Problem statement: How many lines in the entries below contain the word "struct"? Answer with the number and nothing else.

(Records from a data source)
#####

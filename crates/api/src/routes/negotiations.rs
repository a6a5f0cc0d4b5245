//! Negotiation routes: the message thread, its live event stream, and the
//! order derived from an accepted offer.

use std::convert::Infallible;
use std::time::Duration;

use axum::{
    Json, Router,
    extract::{Path, State},
    http::StatusCode,
    response::sse::{Event, KeepAlive, Sse},
    routing::{get, post},
};
use futures::stream::Stream;
use serde::Deserialize;
use tokio_stream::StreamExt;
use tokio_stream::wrappers::BroadcastStream;
use uuid::Uuid;

use procura_core::negotiation::{MessageInput, Negotiation, NegotiationMessage};
use procura_core::notify::BroadcastMessage;
use procura_core::service::PostedMessage;
use procura_core::{TransitionRequest, TransitionView};

use super::OptionalJson;
use super::purchase_orders::{OrderCreated, creation_response};
use crate::AppState;
use crate::error::ApiError;
use crate::middleware::CurrentActor;
use crate::response::{ApiResponse, ApiResult, EntityData};

/// Creates the negotiation routes.
pub fn routes() -> Router<AppState> {
    Router::new()
        .route("/negotiations/{id}", get(get_negotiation))
        .route(
            "/negotiations/{id}/messages",
            get(list_messages).post(send_message),
        )
        .route("/negotiations/{id}/accept", post(accept_offer))
        .route("/negotiations/{id}/cancel", post(cancel_negotiation))
        .route("/negotiations/{id}/transitions", get(negotiation_transitions))
        .route("/negotiations/{id}/transition", post(transition_negotiation))
        .route("/negotiations/{id}/events", get(negotiation_events))
        .route("/negotiations/{id}/purchase-order", post(create_purchase_order))
}

/// Body for accepting the pending offer.
#[derive(Debug, Default, Deserialize)]
pub struct AcceptRequest {
    /// Optional note sent with the acceptance.
    #[serde(default)]
    pub content: Option<String>,
}

/// Body for cancelling a negotiation.
#[derive(Debug, Default, Deserialize)]
pub struct CancelRequest {
    /// Why the negotiation is abandoned.
    #[serde(default)]
    pub reason: Option<String>,
}

async fn get_negotiation(
    State(state): State<AppState>,
    CurrentActor(actor): CurrentActor,
    Path(id): Path<Uuid>,
) -> ApiResult<EntityData<Negotiation>> {
    Ok(state.service.get_negotiation(id, &actor).await?.into())
}

async fn list_messages(
    State(state): State<AppState>,
    CurrentActor(actor): CurrentActor,
    Path(id): Path<Uuid>,
) -> ApiResult<Vec<NegotiationMessage>> {
    let messages = state.service.list_messages(id, &actor).await?;
    Ok(ApiResponse::ok(format!("{} messages", messages.len()), messages))
}

async fn send_message(
    State(state): State<AppState>,
    CurrentActor(actor): CurrentActor,
    Path(id): Path<Uuid>,
    Json(input): Json<MessageInput>,
) -> ApiResult<EntityData<PostedMessage>> {
    let outcome = state.service.send_message(id, input, &actor).await?;
    Ok(ApiResponse::from(outcome).with_status(StatusCode::CREATED))
}

async fn accept_offer(
    State(state): State<AppState>,
    CurrentActor(actor): CurrentActor,
    Path(id): Path<Uuid>,
    OptionalJson(body): OptionalJson<AcceptRequest>,
) -> ApiResult<EntityData<PostedMessage>> {
    let content = body.unwrap_or_default().content;
    Ok(state.service.accept_offer(id, content, &actor).await?.into())
}

async fn cancel_negotiation(
    State(state): State<AppState>,
    CurrentActor(actor): CurrentActor,
    Path(id): Path<Uuid>,
    OptionalJson(body): OptionalJson<CancelRequest>,
) -> ApiResult<EntityData<Negotiation>> {
    let reason = body.unwrap_or_default().reason;
    Ok(state
        .service
        .cancel_negotiation(id, reason, &actor)
        .await?
        .into())
}

async fn negotiation_transitions(
    State(state): State<AppState>,
    CurrentActor(actor): CurrentActor,
    Path(id): Path<Uuid>,
) -> ApiResult<TransitionView> {
    let view = state.service.negotiation_transitions(id, &actor).await?;
    Ok(ApiResponse::ok("Available transitions", view))
}

async fn transition_negotiation(
    State(state): State<AppState>,
    CurrentActor(actor): CurrentActor,
    Path(id): Path<Uuid>,
    Json(request): Json<TransitionRequest>,
) -> ApiResult<EntityData<Negotiation>> {
    Ok(state
        .service
        .transition_negotiation(id, request, &actor)
        .await?
        .into())
}

fn to_event(message: &BroadcastMessage) -> Option<Event> {
    match serde_json::to_string(&message.payload) {
        Ok(data) => Some(Event::default().event(&message.event).data(data)),
        Err(e) => {
            tracing::warn!(error = %e, event = %message.event, "dropping unserializable event");
            None
        }
    }
}

/// Live stream of messages and status changes for one negotiation.
async fn negotiation_events(
    State(state): State<AppState>,
    CurrentActor(actor): CurrentActor,
    Path(id): Path<Uuid>,
) -> Result<Sse<impl Stream<Item = Result<Event, Infallible>>>, ApiError> {
    // Participants only.
    state.service.get_negotiation(id, &actor).await?;

    let channel = BroadcastMessage::negotiation_channel(id);
    let rx = state.broadcaster.subscribe(&channel).await;
    tracing::info!(negotiation_id = %id, user_id = %actor.user_id, "negotiation stream opened");

    let stream = BroadcastStream::new(rx).filter_map(|result| match result {
        Ok(message) => to_event(&message).map(Ok),
        Err(e) => {
            tracing::debug!(error = %e, "subscriber lagged");
            None
        }
    });

    Ok(Sse::new(stream).keep_alive(
        KeepAlive::new()
            .interval(Duration::from_secs(15))
            .text("keep-alive"),
    ))
}

async fn create_purchase_order(
    State(state): State<AppState>,
    CurrentActor(actor): CurrentActor,
    Path(id): Path<Uuid>,
) -> ApiResult<OrderCreated> {
    let creation = state
        .service
        .create_purchase_order_from_negotiation(id, &actor)
        .await?;
    Ok(creation_response(creation))
}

#####

Output: 2